Au lieu d’être déduits en totalité, ces éléments n’entreront dans le calcul du CET1 de la banque qu’au-delà d’un seuil de 10 % par élément. Une banque devra cependant déduire de sa composante CET1 le montant total des trois éléments ci-dessus au-delà d’un plafond de 15 % (calculé après application de toutes les autres déductions à sa composante CET1) qui se superpose donc aux calculs élément par élément.
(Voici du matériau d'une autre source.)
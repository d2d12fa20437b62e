use std::path::PathBuf;
use std::time::Duration;

/// Default path of the JSON device-list file shared by the SMART checks.
pub const DEFAULT_CONFIG_FILE: &str = "/etc/sensu/conf.d/smart.json";

/// Default smartctl executable; resolved through PATH when not overridden.
pub const DEFAULT_SMARTCTL_PATH: &str = "smartctl";

/// Default maximum hours since the last short self-test (0 disables).
pub const DEFAULT_SHORT_TEST_INTERVAL: u64 = 24;

/// Default maximum hours since the last extended self-test (14 days, 0 disables).
pub const DEFAULT_LONG_TEST_INTERVAL: u64 = 336;

/// Default bound on a single smartctl invocation.
pub const DEFAULT_COMMAND_TIMEOUT: Duration = Duration::from_secs(60);

/// Settings for one SMART check run.
///
/// Assembled once by the caller and passed by shared reference into the
/// engine; nothing in here mutates after construction.
#[derive(Debug, Clone, PartialEq, Eq)]
pub struct SmartConfig {
    /// Explicit device list; when non-empty it wins over every fallback.
    pub devices: Vec<String>,
    /// Path to the smartctl binary (invoked under sudo).
    pub smartctl_path: String,
    /// JSON device-list file consulted when no devices were given.
    pub config_file: PathBuf,
    /// Maximum hours since the last short self-test, 0 to disable.
    pub short_test_interval: u64,
    /// Maximum hours since the last extended self-test, 0 to disable.
    pub long_test_interval: u64,
    /// Bound on each smartctl invocation before the child is killed.
    pub command_timeout: Duration,
}

impl Default for SmartConfig {
    fn default() -> Self {
        Self {
            devices: Vec::new(),
            smartctl_path: DEFAULT_SMARTCTL_PATH.to_string(),
            config_file: PathBuf::from(DEFAULT_CONFIG_FILE),
            short_test_interval: DEFAULT_SHORT_TEST_INTERVAL,
            long_test_interval: DEFAULT_LONG_TEST_INTERVAL,
            command_timeout: DEFAULT_COMMAND_TIMEOUT,
        }
    }
}
use clap::Args;
use diskprobe_smart::{DEFAULT_CONFIG_FILE, DEFAULT_SMARTCTL_PATH, SmartConfig};
use diskprobe_system::MountFilter;
use std::path::PathBuf;
use std::time::Duration;

/// Flags shared by the three SMART checks.
#[derive(Args, Debug)]
pub struct SmartArgs {
    /// Devices to check, comma-separated or repeated (overrides every fallback)
    #[arg(short = 'd', long, value_delimiter = ',')]
    pub devices: Vec<String>,

    /// Path to the smartctl executable
    #[arg(short = 's', long, default_value = DEFAULT_SMARTCTL_PATH)]
    pub smartctl_path: String,

    /// JSON device-list file consulted when no devices are given
    #[arg(short = 'c', long, default_value = DEFAULT_CONFIG_FILE)]
    pub config_file: PathBuf,

    /// Seconds to wait for each smartctl invocation before killing it
    #[arg(long, default_value_t = 60)]
    pub timeout: u64,
}

impl SmartArgs {
    /// Assemble the immutable engine config. Interval flags only exist on
    /// the smart-tests subcommand; the other checks pass the defaults.
    pub fn to_config(&self, short_test_interval: u64, long_test_interval: u64) -> SmartConfig {
        SmartConfig {
            devices: self.devices.clone(),
            smartctl_path: self.smartctl_path.clone(),
            config_file: self.config_file.clone(),
            short_test_interval,
            long_test_interval,
            command_timeout: Duration::from_secs(self.timeout),
        }
    }
}

/// Mount selection flags shared by the usage check and both metrics emitters.
#[derive(Args, Debug)]
pub struct FilterArgs {
    /// Mount paths to ignore, comma-separated
    #[arg(short = 'i', long, value_delimiter = ',')]
    pub ignore_paths: Vec<String>,

    /// Mount paths to include; when set, only these are checked
    #[arg(short = 'I', long, value_delimiter = ',')]
    pub include_paths: Vec<String>,

    /// Filesystem types to ignore, comma-separated
    #[arg(short = 'x', long, value_delimiter = ',')]
    pub ignore_fs_types: Vec<String>,

    /// Filesystem types to include; when set, only these are checked
    #[arg(short = 't', long, value_delimiter = ',')]
    pub include_fs_types: Vec<String>,
}

impl FilterArgs {
    pub fn to_filter(&self) -> MountFilter {
        MountFilter {
            ignore_paths: self.ignore_paths.clone(),
            include_paths: self.include_paths.clone(),
            ignore_fs_types: self.ignore_fs_types.clone(),
            include_fs_types: self.include_fs_types.clone(),
        }
    }
}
L’exemple ci-dessous illustre les calculs devant être réalisés dans le cas d’un CET1 de base de 40.

 

  Montants bruts Calcul de la Franchise
Common Equity Tier 1 de base 40  
Déductions bénéficiant de la Franchise







(déductions plafonnées à 10 % du Common Equity Tier 1 de base pour chaque élément) :
   
- Investissements dans les institutions financières 15 4
- DTA 3 3
- MSR 0 0
Montant potentiel des déductions   7
Montant après prise en compte de la franchise de 15 %   6
Common Equity Tier 1 après déductions 28 Soit : 40-(15+3-6)  
Note : sous Bâle II, seuls 50 % des investissements dans les institutions financières auraient été déduites, soit 7,5.

 

Que se passe-t-il pour la portion des trois éléments entrant dans cette Franchise ? Le traitement Bâle III n’est pas encore défini. La négociation au niveau du Comité de Bâle a déjà été âpre, avec comme résultante des éléments hétérogènes entrant dans cette Franchise, conséquences de concessions réciproques entre  pays membres. Il devrait en suivre une pondération unique en emplois pondérés pour éviter toute possibilité de cherry picking entre ces éléments pouvant entraîner une distorsion de concurrence.